If you are a 1L, you are probably waiting impatiently for your first semester grades. If they are poor, and you are attending a non-prestige law school, you should seriously consider getting out of a losing game, now.
There is plenty of “hey, you can make a comeback from poor grades” advice out there, all of it worth reading, if you already know that you simply must get a law degree or you will be throwing away your dream of practicing law. If you cannot imagine yourself not becoming a lawyer, keep on stepping up to the plate. And good luck.

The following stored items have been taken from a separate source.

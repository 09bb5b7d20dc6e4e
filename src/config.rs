//! Engine configuration, read from `config.toml` in the data directory

use std::fs;
use std::path::Path;

use serde::{Deserialize, Serialize};
use thiserror::Error;

use crate::srs::{QueueBuilder, StudyMode, MAX_NEW_CARDS};

pub const CONFIG_FILE_NAME: &str = "config.toml";

#[derive(Error, Debug)]
pub enum ConfigError {
    #[error("IO error: {0}")]
    Io(#[from] std::io::Error),

    #[error("Invalid config: {0}")]
    Parse(#[from] toml::de::Error),

    #[error("Failed to write config: {0}")]
    Serialize(#[from] toml::ser::Error),
}

pub type Result<T> = std::result::Result<T, ConfigError>;

/// Engine settings. Every field falls back to its default when absent.
#[derive(Debug, Clone, PartialEq, Serialize, Deserialize)]
#[serde(default)]
pub struct SrsConfig {
    /// Never-seen cards admitted into one session
    pub max_new_cards: usize,
    /// Study direction used when none is given
    pub default_mode: StudyMode,
    /// Shuffle the queue when a session starts
    pub shuffle_on_start: bool,
}

impl Default for SrsConfig {
    fn default() -> Self {
        Self {
            max_new_cards: MAX_NEW_CARDS,
            default_mode: StudyMode::Forward,
            shuffle_on_start: false,
        }
    }
}

impl SrsConfig {
    /// Load `config.toml` from a data directory; a missing file gives the defaults
    pub fn load(data_dir: &Path) -> Result<Self> {
        let path = data_dir.join(CONFIG_FILE_NAME);
        if !path.exists() {
            log::debug!("No config at {:?}, using defaults", path);
            return Ok(Self::default());
        }

        let content = fs::read_to_string(&path)?;
        Self::from_toml(&content)
    }

    pub fn from_toml(content: &str) -> Result<Self> {
        Ok(toml::from_str(content)?)
    }

    pub fn save(&self, data_dir: &Path) -> Result<()> {
        fs::create_dir_all(data_dir)?;
        fs::write(data_dir.join(CONFIG_FILE_NAME), toml::to_string_pretty(self)?)?;
        Ok(())
    }

    pub fn queue_builder(&self) -> QueueBuilder {
        QueueBuilder::new(self.max_new_cards)
    }
}

#[cfg(test)]
mod tests {
    use super::*;
    use tempfile::TempDir;

    #[test]
    fn test_missing_file_uses_defaults() {
        let temp = TempDir::new().unwrap();
        let config = SrsConfig::load(temp.path()).unwrap();
        assert_eq!(config, SrsConfig::default());
        assert_eq!(config.queue_builder().max_new_cards(), 20);
    }

    #[test]
    fn test_partial_file() {
        let config = SrsConfig::from_toml("default_mode = \"reverse\"\n").unwrap();
        assert_eq!(config.default_mode, StudyMode::Reverse);
        assert_eq!(config.max_new_cards, MAX_NEW_CARDS);
        assert!(!config.shuffle_on_start);
    }

    #[test]
    fn test_invalid_file() {
        assert!(matches!(
            SrsConfig::from_toml("max_new_cards = \"lots\""),
            Err(ConfigError::Parse(_))
        ));
    }

    #[test]
    fn test_save_and_load() {
        let temp = TempDir::new().unwrap();
        let config = SrsConfig {
            max_new_cards: 5,
            default_mode: StudyMode::Reverse,
            shuffle_on_start: true,
        };

        config.save(temp.path()).unwrap();
        assert_eq!(SrsConfig::load(temp.path()).unwrap(), config);
    }
}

A Numbers Game Most People Lose
But maybe you went to law school because you didn’t quite know what else to do, or because you thought it was a path to financial security, or because you loved Legally Blonde, or whatever. Whatever your reasons for being in law school, you might get your grades back and find yourself freaking out. That’s when you should calm down and reassess whether you should continue in law school.
The real question is this: do you want to be a hundred thousand dollars (or more) in debt and not be able to find a law job? Yes, you can give yourself a better shot at it than others. You can hang out a shingle. But do you really want to? As Sam Glover pointed out, way too many new lawyers are doing that when they just don’t have the drive to be successful at it.

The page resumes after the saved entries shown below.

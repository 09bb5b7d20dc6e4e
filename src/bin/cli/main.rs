mod app;
mod commands;
mod render;

use std::io::IsTerminal;
use std::path::PathBuf;

use clap::{Parser, Subcommand};
use vocab_srs::srs::StudyMode;

#[derive(Parser)]
#[command(name = "vocab-srs", about = "Spaced repetition study for vocabulary lists", version)]
struct Cli {
    /// Data directory holding config.toml and saved progress
    #[arg(long, global = true)]
    data_dir: Option<PathBuf>,

    /// Study direction: forward (word -> translation) or reverse
    #[arg(long, global = true)]
    mode: Option<StudyMode>,

    /// Output format
    #[arg(long, global = true, default_value = "plain")]
    format: OutputFormat,

    /// Disable ANSI colors
    #[arg(long, global = true)]
    no_color: bool,

    #[command(subcommand)]
    command: Command,
}

#[derive(Clone, Debug, clap::ValueEnum)]
pub enum OutputFormat {
    Plain,
    Json,
}

#[derive(Subcommand)]
enum Command {
    /// Show due, new and learning counts for a list
    Status {
        /// Path to a vocabulary list JSON file
        list: PathBuf,
    },

    /// Study a list interactively
    Study {
        /// Path to a vocabulary list JSON file
        list: PathBuf,
        /// Shuffle the queue before starting
        #[arg(long)]
        shuffle: bool,
        /// Override the new-card cap for this session
        #[arg(long)]
        max_new: Option<usize>,
    },

    /// Erase saved progress for a list in one study direction
    Reset {
        /// Path to a vocabulary list JSON file
        list: PathBuf,
        /// Skip the confirmation prompt
        #[arg(long, short)]
        yes: bool,
    },
}

fn main() -> anyhow::Result<()> {
    env_logger::init();

    let cli = Cli::parse();
    let use_color = !cli.no_color && std::io::stdout().is_terminal();
    let app = app::App::new(cli.data_dir)?;

    match cli.command {
        Command::Status { list } => {
            commands::status::run(&app, &list, cli.mode, &cli.format, use_color)?;
        }
        Command::Study { list, shuffle, max_new } => {
            let mode = app.resolve_mode(cli.mode);
            let options = commands::study::StudyOptions {
                mode,
                shuffle: shuffle || app.config.shuffle_on_start,
                max_new_cards: max_new.unwrap_or(app.config.max_new_cards),
            };
            commands::study::run(&app, &list, options, &cli.format, use_color)?;
        }
        Command::Reset { list, yes } => {
            let mode = app.resolve_mode(cli.mode);
            commands::reset::run(&app, &list, mode, yes, &cli.format)?;
        }
    }

    Ok(())
}
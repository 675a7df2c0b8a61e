//! QuillDB Public API
//!
//! A `Session` owns one `Database` together with the `DBConfig` that says
//! where its snapshot lives. Front ends (the CLI, embedders) hold a session
//! and pass statement text to [`Session::execute`].
//!
//! # Quick start
//!
//! ```no_run
//! use quilldb::{DBConfig, Session};
//!
//! let config = DBConfig::default().with_data_path("data.json").with_autosave(true);
//! let mut session = Session::open(config)?;
//!
//! session.execute("CREATE TABLE users (id INT PRIMARY KEY, name TEXT)")?;
//! session.execute("INSERT INTO users (id, name) VALUES (1, 'Alice')")?;
//! let result = session.execute("SELECT * FROM users WHERE id = 1")?;
//! assert_eq!(result.row_count(), 1);
//! # Ok::<(), quilldb::QuillError>(())
//! ```

use crate::database::Database;
use crate::sql::{parse_sql, ExecutionResult, QueryExecutor};
use crate::{DBConfig, QuillError, Result};
use log::{debug, info};
use std::path::{Path, PathBuf};

pub struct Session {
    db: Database,
    config: DBConfig,
}

impl Session {
    /// Open a session; loads the configured snapshot when it exists and
    /// `load_on_open` is set
    pub fn open(config: DBConfig) -> Result<Self> {
        let mut db = Database::new();
        if config.load_on_open {
            if let Some(path) = config.data_path.as_deref().filter(|p| p.exists()) {
                db.load(path)?;
            }
        }
        Ok(Self { db, config })
    }

    /// Session with no snapshot file
    pub fn in_memory() -> Self {
        Self {
            db: Database::new(),
            config: DBConfig::in_memory(),
        }
    }

    /// Parse and execute one statement.
    ///
    /// With `autosave` on, a successful mutation is followed by a snapshot
    /// save; a failed save is reported as this statement's error while the
    /// in-memory change stays applied.
    pub fn execute(&mut self, sql: &str) -> ExecutionResult {
        let statement = parse_sql(sql)?;
        let mutates = statement.is_mutation();

        let result = QueryExecutor::new(&mut self.db).execute(statement)?;

        if mutates && self.config.autosave {
            if let Some(path) = &self.config.data_path {
                debug!("[autosave] {}", path.display());
                self.db.save(path)?;
            }
        }

        Ok(result)
    }

    /// Save to the configured `data_path`
    pub fn save(&self) -> Result<()> {
        let path = self.configured_path()?;
        self.db.save(path)
    }

    /// Reload from the configured `data_path`
    pub fn load(&mut self) -> Result<()> {
        let path = self.configured_path()?.to_path_buf();
        self.db.load(path)
    }

    pub fn save_to<P: AsRef<Path>>(&self, path: P) -> Result<()> {
        self.db.save(path)
    }

    pub fn load_from<P: AsRef<Path>>(&mut self, path: P) -> Result<()> {
        self.db.load(path)
    }

    /// Point the session at a different snapshot file
    pub fn set_data_path(&mut self, path: impl Into<PathBuf>) {
        let path = path.into();
        info!("[session] data path set to {}", path.display());
        self.config.data_path = Some(path);
    }

    pub fn config(&self) -> &DBConfig {
        &self.config
    }

    pub fn database(&self) -> &Database {
        &self.db
    }

    pub fn database_mut(&mut self) -> &mut Database {
        &mut self.db
    }

    fn configured_path(&self) -> Result<&Path> {
        self.config
            .data_path
            .as_deref()
            .ok_or_else(|| QuillError::Persistence("No path configured".to_string()))
    }
}

#[cfg(test)]
mod tests {
    use super::*;
    use crate::types::Value;
    use tempfile::TempDir;

    #[test]
    fn test_autosave_writes_after_mutations() {
        let dir = TempDir::new().unwrap();
        let path = dir.path().join("db.json");
        let config = DBConfig::default().with_data_path(&path).with_autosave(true);

        let mut session = Session::open(config.clone()).unwrap();
        session.execute("CREATE TABLE t (id INT PRIMARY KEY)").unwrap();
        assert!(path.exists());
        session.execute("INSERT INTO t (id) VALUES (1)").unwrap();

        let reopened = Session::open(config).unwrap();
        let table = reopened.database().get_table("t").unwrap();
        assert_eq!(table.row_count(), 1);
        assert!(table.index("id").unwrap().has(&Value::Integer(1)));
    }

    #[test]
    fn test_reads_and_failures_do_not_save() {
        let dir = TempDir::new().unwrap();
        let path = dir.path().join("db.json");
        let config = DBConfig::default().with_data_path(&path).with_autosave(true);

        let mut session = Session::open(config).unwrap();
        session.execute("SHOW TABLES").unwrap();
        assert!(session.execute("INSERT INTO missing (a) VALUES (1)").is_err());
        assert!(!path.exists());
    }

    #[test]
    fn test_without_autosave_nothing_is_written_until_save() {
        let dir = TempDir::new().unwrap();
        let path = dir.path().join("db.json");

        let mut session = Session::open(DBConfig::default().with_data_path(&path)).unwrap();
        session.execute("CREATE TABLE t (id INT)").unwrap();
        assert!(!path.exists());

        session.save().unwrap();
        assert!(path.exists());

        session.execute("INSERT INTO t (id) VALUES (5)").unwrap();
        session.load().unwrap();
        assert_eq!(session.database().get_table("t").unwrap().row_count(), 0);
    }

    #[test]
    fn test_load_on_open_can_be_disabled() {
        let dir = TempDir::new().unwrap();
        let path = dir.path().join("db.json");

        let mut session = Session::open(DBConfig::default().with_data_path(&path)).unwrap();
        session.execute("CREATE TABLE t (id INT)").unwrap();
        session.save().unwrap();

        let config = DBConfig::default().with_data_path(&path).with_load_on_open(false);
        let fresh = Session::open(config).unwrap();
        assert_eq!(fresh.database().table_count(), 0);
    }

    #[test]
    fn test_save_without_path_is_persistence_error() {
        let mut session = Session::in_memory();
        assert!(matches!(session.save(), Err(QuillError::Persistence(_))));
        assert!(matches!(session.load(), Err(QuillError::Persistence(_))));

        let dir = TempDir::new().unwrap();
        let path = dir.path().join("explicit.json");
        session.execute("CREATE TABLE t (id INT)").unwrap();
        session.save_to(&path).unwrap();

        let mut other = Session::in_memory();
        other.load_from(&path).unwrap();
        assert!(other.database().has_table("T"));
    }
}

Just as 90 out of every 100 of your law school classmates will not be in the top 10 percent of your class, many, many members of your class will not find law jobs. Poor grades at a non-prestige law school make finding a job that much tougher. And your legal education will not get you a shot at many non-law jobs that will pay enough to cover your loans in addition to other expenses. That’s just a fact—you will be “underqualified” for law jobs because of your grades and school, but a law degree isn’t really worth much to employers not looking to hire a lawyer. Most potential employers will suspect that if they do hire you, you will always be looking for a law job.

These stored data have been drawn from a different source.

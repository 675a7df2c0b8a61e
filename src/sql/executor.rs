/// Query executor - executes SQL statements against storage engine
use super::ast::*;
use super::join::inner_join;
use crate::database::{Database, Table};
use crate::error::{QuillError, Result};
use crate::types::{RowSet, SqlRow, TableSchema, Value};
use log::debug;
use std::collections::HashMap;

/// Query result
#[derive(Debug, Clone, PartialEq)]
pub enum QueryResult {
    /// SELECT / SHOW TABLES / DESCRIBE result
    Select {
        columns: Vec<String>,
        rows: Vec<Vec<Value>>,
    },

    /// INSERT/UPDATE/DELETE result
    Modification {
        message: String,
        affected_rows: usize,
    },

    /// CREATE result
    Definition {
        message: String,
    },
}

/// Outcome of one statement; the error's `Display` is the failure description
pub type ExecutionResult = Result<QueryResult>;

impl QueryResult {
    pub fn affected_rows(&self) -> usize {
        match self {
            QueryResult::Modification { affected_rows, .. } => *affected_rows,
            _ => 0,
        }
    }

    /// Get columns and rows from SELECT result
    /// Returns None if not a SELECT result
    pub fn select_rows(&self) -> Option<(&[String], &[Vec<Value>])> {
        match self {
            QueryResult::Select { columns, rows } => Some((columns.as_slice(), rows.as_slice())),
            _ => None,
        }
    }

    pub fn columns(&self) -> Option<&[String]> {
        self.select_rows().map(|(columns, _)| columns)
    }

    pub fn message(&self) -> Option<&str> {
        match self {
            QueryResult::Modification { message, .. } | QueryResult::Definition { message } => Some(message),
            QueryResult::Select { .. } => None,
        }
    }

    /// Get rows as maps (column_name -> value)
    /// Returns empty vec if not a SELECT result
    pub fn rows_as_maps(&self) -> Vec<HashMap<String, Value>> {
        match self {
            QueryResult::Select { columns, rows } => rows
                .iter()
                .map(|row| {
                    columns
                        .iter()
                        .zip(row.iter())
                        .map(|(col, val)| (col.clone(), val.clone()))
                        .collect()
                })
                .collect(),
            _ => vec![],
        }
    }

    /// Get row count for SELECT results
    pub fn row_count(&self) -> usize {
        match self {
            QueryResult::Select { rows, .. } => rows.len(),
            QueryResult::Modification { affected_rows, .. } => *affected_rows,
            QueryResult::Definition { .. } => 0,
        }
    }
}

impl From<RowSet> for QueryResult {
    fn from(set: RowSet) -> Self {
        QueryResult::Select {
            columns: set.columns,
            rows: set.rows,
        }
    }
}

/// How a single-table WHERE is answered
#[derive(Debug, Clone, PartialEq, Eq)]
pub enum AccessPath {
    /// Equality lookup in the column's hash index
    IndexLookup(String),
    /// Scan every row with an in-memory predicate
    FullScan(String),
}

/// `column = value` bound to a canonical column name
#[derive(Debug, Clone)]
struct EqualityFilter {
    column: String,
    value: Value,
}

impl EqualityFilter {
    fn matches(&self, row: &SqlRow) -> bool {
        row.get(&self.column).unwrap_or(&Value::Null) == &self.value
    }
}

/// Executes parsed statements against one database
pub struct QueryExecutor<'db> {
    db: &'db mut Database,
}

impl<'db> QueryExecutor<'db> {
    pub fn new(db: &'db mut Database) -> Self {
        Self { db }
    }

    /// Execute a statement
    pub fn execute(&mut self, stmt: Statement) -> ExecutionResult {
        match stmt {
            Statement::CreateTable(c) => self.execute_create_table(c),
            Statement::Insert(i) => self.execute_insert(i),
            Statement::Select(s) => self.execute_select(s),
            Statement::Update(u) => self.execute_update(u),
            Statement::Delete(d) => self.execute_delete(d),
            Statement::ShowTables => self.execute_show_tables(),
            Statement::DescribeTable(table_name) => self.execute_describe_table(&table_name),
        }
    }

    fn execute_create_table(&mut self, stmt: CreateTableStmt) -> ExecutionResult {
        let name = stmt.table.clone();
        self.db.create_table(TableSchema::new(stmt.table, stmt.columns))?;

        Ok(QueryResult::Definition {
            message: format!("Table '{}' created", name),
        })
    }

    fn execute_insert(&mut self, stmt: InsertStmt) -> ExecutionResult {
        let table = self.db.get_table_mut(&stmt.table)?;
        table.insert(&stmt.columns, stmt.values)?;

        Ok(QueryResult::Modification {
            message: format!("Inserted 1 row into {}", table.name()),
            affected_rows: 1,
        })
    }

    fn execute_select(&mut self, stmt: SelectStmt) -> ExecutionResult {
        let table = self.db.get_table(&stmt.from)?;

        if let Some(join) = &stmt.join {
            let right = self.db.get_table(&join.table)?;
            return inner_join(table, right, join, &stmt.columns, stmt.where_clause.as_ref()).map(QueryResult::from);
        }

        let columns = match &stmt.columns {
            SelectColumns::Star => None,
            SelectColumns::Columns(refs) => Some(
                refs.iter()
                    .map(|r| check_qualifier(table, r).map(|_| r.column.clone()))
                    .collect::<Result<Vec<_>>>()?,
            ),
        };

        let rows = match &stmt.where_clause {
            None => table.select(columns.as_deref(), None)?,
            Some(cond) => {
                let filter = bind_filter(table, cond)?;
                match plan_access(table, &filter) {
                    AccessPath::IndexLookup(column) => {
                        debug!("[select] index lookup on {}.{}", table.name(), column);
                        let ids = table
                            .index(&column)
                            .map(|index| index.lookup(&filter.value))
                            .unwrap_or_default();
                        table.select_ids(columns.as_deref(), ids)?
                    }
                    AccessPath::FullScan(column) => {
                        debug!("[select] full scan of {} filtering on {}", table.name(), column);
                        let predicate = |row: &SqlRow| filter.matches(row);
                        table.select(columns.as_deref(), Some(&predicate))?
                    }
                }
            }
        };

        Ok(rows.into())
    }

    fn execute_update(&mut self, stmt: UpdateStmt) -> ExecutionResult {
        let filter = self.filter_for(&stmt.table, stmt.where_clause.as_ref())?;
        let table = self.db.get_table_mut(&stmt.table)?;

        let predicate = |row: &SqlRow| filter.as_ref().map_or(true, |f| f.matches(row));
        let affected = table.update(&stmt.assignments, Some(&predicate))?;

        Ok(QueryResult::Modification {
            message: format!("Updated {} in {}", plural_rows(affected), table.name()),
            affected_rows: affected,
        })
    }

    fn execute_delete(&mut self, stmt: DeleteStmt) -> ExecutionResult {
        let filter = self.filter_for(&stmt.table, stmt.where_clause.as_ref())?;
        let table = self.db.get_table_mut(&stmt.table)?;

        let predicate = |row: &SqlRow| filter.as_ref().map_or(true, |f| f.matches(row));
        let affected = table.delete(Some(&predicate))?;

        Ok(QueryResult::Modification {
            message: format!("Deleted {} from {}", plural_rows(affected), table.name()),
            affected_rows: affected,
        })
    }

    fn execute_show_tables(&self) -> ExecutionResult {
        let rows = self
            .db
            .list_tables()
            .into_iter()
            .map(|name| vec![Value::Text(name)])
            .collect();

        Ok(QueryResult::Select {
            columns: vec!["Tables".to_string()],
            rows,
        })
    }

    /// Execute DESCRIBE TABLE
    fn execute_describe_table(&self, table_name: &str) -> ExecutionResult {
        let schema = self.db.get_table_schema(table_name)?;

        let columns = vec![
            "Column".to_string(),
            "Type".to_string(),
            "Constraints".to_string(),
        ];

        let rows = schema
            .columns
            .iter()
            .map(|col| {
                vec![
                    Value::Text(col.name.clone()),
                    Value::Text(col.col_type.to_string()),
                    Value::Text(col.constraint_summary()),
                ]
            })
            .collect();

        Ok(QueryResult::Select { columns, rows })
    }

    fn filter_for(&self, table: &str, cond: Option<&WhereCondition>) -> Result<Option<EqualityFilter>> {
        let table = self.db.get_table(table)?;
        cond.map(|c| bind_filter(table, c)).transpose()
    }
}

/// Index lookup when the column is indexed (PRIMARY KEY or UNIQUE) and the
/// value is non-null; NULL is never indexed, so it always scans
fn plan_access(table: &Table, filter: &EqualityFilter) -> AccessPath {
    if table.has_index(&filter.column) && !filter.value.is_null() {
        AccessPath::IndexLookup(filter.column.clone())
    } else {
        AccessPath::FullScan(filter.column.clone())
    }
}

fn bind_filter(table: &Table, cond: &WhereCondition) -> Result<EqualityFilter> {
    check_qualifier(table, &cond.column)?;
    let col = table.resolve_column(&cond.column.column)?;
    Ok(EqualityFilter {
        column: col.name.clone(),
        value: cond.value.clone(),
    })
}

/// A qualified reference must name the statement's table
fn check_qualifier(table: &Table, column: &ColumnRef) -> Result<()> {
    match &column.table {
        Some(qualifier) if !qualifier.eq_ignore_ascii_case(table.name()) => {
            Err(QuillError::ColumnNotFound(column.to_string()))
        }
        _ => Ok(()),
    }
}

fn plural_rows(n: usize) -> String {
    if n == 1 {
        "1 row".to_string()
    } else {
        format!("{} rows", n)
    }
}

impl Database {
    /// Access path a single-table `WHERE column = value` would take
    pub fn explain_where(&self, table: &str, cond: &WhereCondition) -> Result<AccessPath> {
        let table = self.get_table(table)?;
        let filter = bind_filter(table, cond)?;
        Ok(plan_access(table, &filter))
    }
}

Smart Law Students Do the Math
Yes, you worked hard first semester. You don’t want to disappoint your family or significant other. Yes, grades don’t measure the ability to be a good lawyer. Yes, lots of successful lawyers didn’t get top grades. And, yes, if you decide to walk away now you will be in the hole for a semester of tuition, room, board, etc. That’s a lot better than being in the hole for a six figure sum that is not dischargeable in bankruptcy. A debt that large that you cannot (or struggle desperately to) pay off can cripple your financial future and make it impossible for you to buy a home, raise a family, or even retire some day. Call it the the dark side of the power of compounding interest.
The toughest question is about your level of commitment to doing work that only lawyers can do. Here’s part of a very wise comment from Eric Cooperstein in response to Randall Ryder’s post on overcoming poor grades:
I don’t think someone has to “hate” law school to decide to stop going. The day-to-day practice of law may not bear very much resemblance to law school, but if you find you don’t enjoy reading cases, picking them apart, or writing about them, then you really have to think about whether you have sufficient passion about the law to overcome the struggle of earning an income sufficient to repay the $100k+ in debt that you’ve incurred.
So seriously consider withdrawing from school. Check with your school—the law school I attended allows withdrawal “without notation on record or financial penalty” until January 30. Your school might not send out grades until it’s too late for penalty-free withdrawal.
Even if all you’ve learned in law school so far is that you hate studying law, that’s a positive, if you realize that you don’t want to continue. (This may be true even if you got good grades.) Leave school. Go pursue something you love. But start thinking about this, now. Before it’s too late.